Start of Data supplied

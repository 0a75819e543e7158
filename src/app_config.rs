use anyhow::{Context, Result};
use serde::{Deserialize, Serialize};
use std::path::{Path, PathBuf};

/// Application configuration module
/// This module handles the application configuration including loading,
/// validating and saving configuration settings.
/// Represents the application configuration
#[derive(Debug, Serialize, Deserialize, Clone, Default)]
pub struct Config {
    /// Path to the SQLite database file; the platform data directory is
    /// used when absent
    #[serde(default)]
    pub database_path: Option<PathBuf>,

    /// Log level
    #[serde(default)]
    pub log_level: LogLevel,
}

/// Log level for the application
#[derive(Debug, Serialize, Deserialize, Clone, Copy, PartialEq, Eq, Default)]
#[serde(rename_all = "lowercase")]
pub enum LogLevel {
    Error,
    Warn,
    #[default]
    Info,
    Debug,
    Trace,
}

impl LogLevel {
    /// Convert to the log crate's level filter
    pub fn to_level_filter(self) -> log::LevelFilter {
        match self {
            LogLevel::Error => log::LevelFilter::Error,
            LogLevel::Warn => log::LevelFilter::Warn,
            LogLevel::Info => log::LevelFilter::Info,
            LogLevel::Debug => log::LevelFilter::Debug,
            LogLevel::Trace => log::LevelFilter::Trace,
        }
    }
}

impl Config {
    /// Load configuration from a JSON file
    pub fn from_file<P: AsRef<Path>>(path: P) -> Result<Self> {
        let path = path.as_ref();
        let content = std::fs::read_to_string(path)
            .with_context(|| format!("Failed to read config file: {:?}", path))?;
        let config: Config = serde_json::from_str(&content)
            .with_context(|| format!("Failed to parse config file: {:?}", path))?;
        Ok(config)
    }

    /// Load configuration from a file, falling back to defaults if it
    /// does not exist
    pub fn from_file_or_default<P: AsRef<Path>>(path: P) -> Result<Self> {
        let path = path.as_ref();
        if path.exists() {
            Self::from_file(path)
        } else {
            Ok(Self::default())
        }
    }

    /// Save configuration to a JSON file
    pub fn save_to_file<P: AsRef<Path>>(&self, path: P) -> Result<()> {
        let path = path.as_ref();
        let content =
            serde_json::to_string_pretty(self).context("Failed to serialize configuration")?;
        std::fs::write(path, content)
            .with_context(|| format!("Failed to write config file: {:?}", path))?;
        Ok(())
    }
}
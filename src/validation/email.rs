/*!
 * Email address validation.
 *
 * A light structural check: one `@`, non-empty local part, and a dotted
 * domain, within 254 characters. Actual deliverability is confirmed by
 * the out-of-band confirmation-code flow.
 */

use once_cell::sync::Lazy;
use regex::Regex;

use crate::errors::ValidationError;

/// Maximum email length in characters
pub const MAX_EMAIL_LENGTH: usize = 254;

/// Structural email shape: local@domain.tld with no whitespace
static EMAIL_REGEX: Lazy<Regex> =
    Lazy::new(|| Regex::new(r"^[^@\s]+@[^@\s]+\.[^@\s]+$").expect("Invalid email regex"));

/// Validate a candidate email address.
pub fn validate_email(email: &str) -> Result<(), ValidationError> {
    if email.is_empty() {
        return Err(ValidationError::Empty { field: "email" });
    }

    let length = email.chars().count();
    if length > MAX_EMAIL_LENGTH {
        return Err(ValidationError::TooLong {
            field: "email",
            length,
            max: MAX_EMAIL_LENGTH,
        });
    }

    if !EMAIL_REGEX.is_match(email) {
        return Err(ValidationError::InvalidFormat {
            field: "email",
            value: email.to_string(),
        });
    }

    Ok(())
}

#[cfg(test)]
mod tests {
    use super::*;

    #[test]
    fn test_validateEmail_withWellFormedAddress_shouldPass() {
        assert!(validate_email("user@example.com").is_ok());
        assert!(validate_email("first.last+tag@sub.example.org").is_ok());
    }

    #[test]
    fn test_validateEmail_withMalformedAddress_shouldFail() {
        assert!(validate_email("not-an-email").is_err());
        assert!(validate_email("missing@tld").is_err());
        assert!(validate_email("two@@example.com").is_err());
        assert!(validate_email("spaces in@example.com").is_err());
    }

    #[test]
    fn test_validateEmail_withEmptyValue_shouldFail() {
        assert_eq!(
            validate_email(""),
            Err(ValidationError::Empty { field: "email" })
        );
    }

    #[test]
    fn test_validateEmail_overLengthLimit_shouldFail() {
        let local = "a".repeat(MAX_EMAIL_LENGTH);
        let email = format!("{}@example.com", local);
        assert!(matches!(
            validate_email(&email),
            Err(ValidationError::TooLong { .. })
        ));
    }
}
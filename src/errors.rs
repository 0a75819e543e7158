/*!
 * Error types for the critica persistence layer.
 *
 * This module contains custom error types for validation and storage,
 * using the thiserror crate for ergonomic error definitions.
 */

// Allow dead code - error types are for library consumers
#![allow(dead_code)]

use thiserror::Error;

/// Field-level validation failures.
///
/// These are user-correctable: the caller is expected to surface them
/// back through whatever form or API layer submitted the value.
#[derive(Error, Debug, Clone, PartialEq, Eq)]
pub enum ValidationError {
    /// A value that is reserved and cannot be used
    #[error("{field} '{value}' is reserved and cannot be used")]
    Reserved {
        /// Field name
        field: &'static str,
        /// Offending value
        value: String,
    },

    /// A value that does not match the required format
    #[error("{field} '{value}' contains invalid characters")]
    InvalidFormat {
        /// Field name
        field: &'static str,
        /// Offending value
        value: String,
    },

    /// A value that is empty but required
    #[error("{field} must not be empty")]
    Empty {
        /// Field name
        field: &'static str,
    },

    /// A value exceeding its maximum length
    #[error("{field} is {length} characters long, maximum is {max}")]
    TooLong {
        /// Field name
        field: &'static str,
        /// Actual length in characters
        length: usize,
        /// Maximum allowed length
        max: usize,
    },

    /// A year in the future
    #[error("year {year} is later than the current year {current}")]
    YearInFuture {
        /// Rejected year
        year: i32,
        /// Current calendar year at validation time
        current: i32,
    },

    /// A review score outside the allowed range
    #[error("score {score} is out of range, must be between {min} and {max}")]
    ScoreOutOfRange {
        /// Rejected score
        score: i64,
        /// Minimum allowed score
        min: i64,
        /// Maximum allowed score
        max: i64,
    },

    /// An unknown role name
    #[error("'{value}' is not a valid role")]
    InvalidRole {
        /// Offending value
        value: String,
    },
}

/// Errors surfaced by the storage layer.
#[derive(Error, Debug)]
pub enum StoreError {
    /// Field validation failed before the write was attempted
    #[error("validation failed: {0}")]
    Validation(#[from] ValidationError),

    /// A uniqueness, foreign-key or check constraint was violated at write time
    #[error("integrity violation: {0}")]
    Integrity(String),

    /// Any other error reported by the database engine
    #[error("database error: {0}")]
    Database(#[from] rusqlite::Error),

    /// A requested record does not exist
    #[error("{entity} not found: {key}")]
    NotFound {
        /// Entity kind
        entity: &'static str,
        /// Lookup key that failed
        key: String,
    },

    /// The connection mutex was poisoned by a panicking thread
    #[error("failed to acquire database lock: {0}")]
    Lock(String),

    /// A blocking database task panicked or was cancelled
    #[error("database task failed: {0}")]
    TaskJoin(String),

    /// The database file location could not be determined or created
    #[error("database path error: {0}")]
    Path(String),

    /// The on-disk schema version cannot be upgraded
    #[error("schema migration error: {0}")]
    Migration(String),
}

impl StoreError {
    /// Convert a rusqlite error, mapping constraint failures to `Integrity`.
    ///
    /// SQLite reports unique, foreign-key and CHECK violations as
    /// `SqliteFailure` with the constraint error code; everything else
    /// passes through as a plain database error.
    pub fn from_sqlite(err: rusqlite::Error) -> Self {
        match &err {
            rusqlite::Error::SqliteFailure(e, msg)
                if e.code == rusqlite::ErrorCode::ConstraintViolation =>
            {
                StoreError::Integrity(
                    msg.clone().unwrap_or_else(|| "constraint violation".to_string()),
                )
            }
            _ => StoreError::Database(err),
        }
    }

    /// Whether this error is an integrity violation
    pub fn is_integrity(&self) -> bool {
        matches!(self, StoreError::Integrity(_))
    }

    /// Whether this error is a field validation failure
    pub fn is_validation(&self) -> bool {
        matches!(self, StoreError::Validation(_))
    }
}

End of Data supplied

- **Work instruction**: Read the listing. Copy each line that has the word "failures" in it.

- **Result of the exercise**:
/// Field-level validation failures.
    /// Convert a rusqlite error, mapping constraint failures to `Integrity`.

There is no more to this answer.